In any case, it was all for naught. Non-severability failed to pass by a vote of 57-43. At around 4 p.m. EST, the amendment was tabled, with most Republicans voting against McCain-Feingold's position, with the exception of the eight McCain-Feingold Republicans, plus five others: Sens. Peter Fitzgerald of Illinois, Tim Hutchinson of Arkansas, Richard Lugar of Indiana, Mike DeWine of Ohio and Sam Brownback of Kansas.

And in the end, though McCain-Feingold supporters thought they might lose up to 15 Democrats on the vote, they lost only six (Breaux, Torricelli and Sens. Ben Nelson of Nebraska, Blanche Lincoln of Arkansas, Max Baucus of Montana and Ernest "Fritz" Hollings of South Carolina).

Daschle was "the reason there was such a strong vote on non-severability," Schmelzer said. Schumer told reporters that had it not been for Daschle's efforts Thursday, three or four Democrats might have voted the other way. (Of course, an e-mail sent out from McCain's PAC, Straight Talk America, to a list of 200,000 supporters, urging them to call some of the wobblies, may have helped, too.)

In any case, with that victory, McCain, Feingold, Cochran, Levin and Schumer took to the press gallery to proclaim victory. "This was the Senate at its best," Schumer said.

For McCain, the fight began in 1987, when an Oklahoma Democratic senator named David Boren -- now president of the University of Oklahoma -- asked the then freshman senator to work with him on the issue, taking up where his predecessor, Sen. Barry Goldwater, had left off. But McCain and Boren could never agree on the issue of public financing, which McCain opposed.

Eight years later, however, McCain had been through a public financing scandal of his own -- he was one of the tarnished "Keating Five," a group of senators who were rebuked by the Senate for an "appearance of impropriety" involving savings and loan charlatan Charles Keating -- and the issue became his signature cause. Since then, McCain had seen his and Feingold's bill die or be killed once in the 104th Congress, three times in the 105th and twice in the 106th. Thursday, only a few months into the 107th session, it certainly looks as if the bill will pass the Senate. McCain, however, acknowledged that another battle looms in the House. "It's not going to be easy," McCain said.
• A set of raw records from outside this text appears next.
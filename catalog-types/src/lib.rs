//! CRD types and wire-stable enums/constants shared by every catalog
//! operator component. Kept dependency-light (`kube`, `k8s-openapi`,
//! `schemars`, `serde`, `strum`) so it can be pulled in by the registry
//! client and by tooling (`dump_crds`) without the rest of the reconciler
//! stack.

pub mod catalog_source;
pub mod conditions;
pub mod constants;
pub mod install_plan;
pub mod operator_group;
pub mod subscription;

pub use catalog_source::{CatalogSource, CatalogSourceSpec, CatalogSourceStatus, ConnectionState, SourceType};
pub use install_plan::{
    AttenuatedServiceAccountRef, BundleLookup, InstallPlan, InstallPlanPhase, InstallPlanSpec, InstallPlanStatus, Step,
    StepResource, StepStatus,
};
pub use operator_group::{OperatorGroup, OperatorGroupSpec};
pub use subscription::{Approval, CatalogSourceRef, Subscription, SubscriptionSpec, SubscriptionState, SubscriptionStatus};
Near the end of the day, McConnell came out to speak to reporters ("Darth Vader has arrived," he said) to admit defeat -- for now. He said that he hoped the "awful bill" would be improved in the House or the House-Senate conference committee.

And if not, he said, he was prepared to sue. "I'll be meeting with the other co-plaintiffs" next week, he said. "I gotta operate under the assumption that I'll be the Jim Buckley of 2001," he said, referring to the U.S. Supreme Court case Buckley vs. Valleo, in which the court decided that it was unconstitutional to limit a candidate's spending.

For now, however -- even though he seemed to greet the day's momentous victory with a combination of exhaustion and wariness; even though, as we know, almost anything could happen between now and the vote on final passage -- the moment is McCain's.

By Jake Tapper

Jake Tapper is the senior White House correspondent for ABC News.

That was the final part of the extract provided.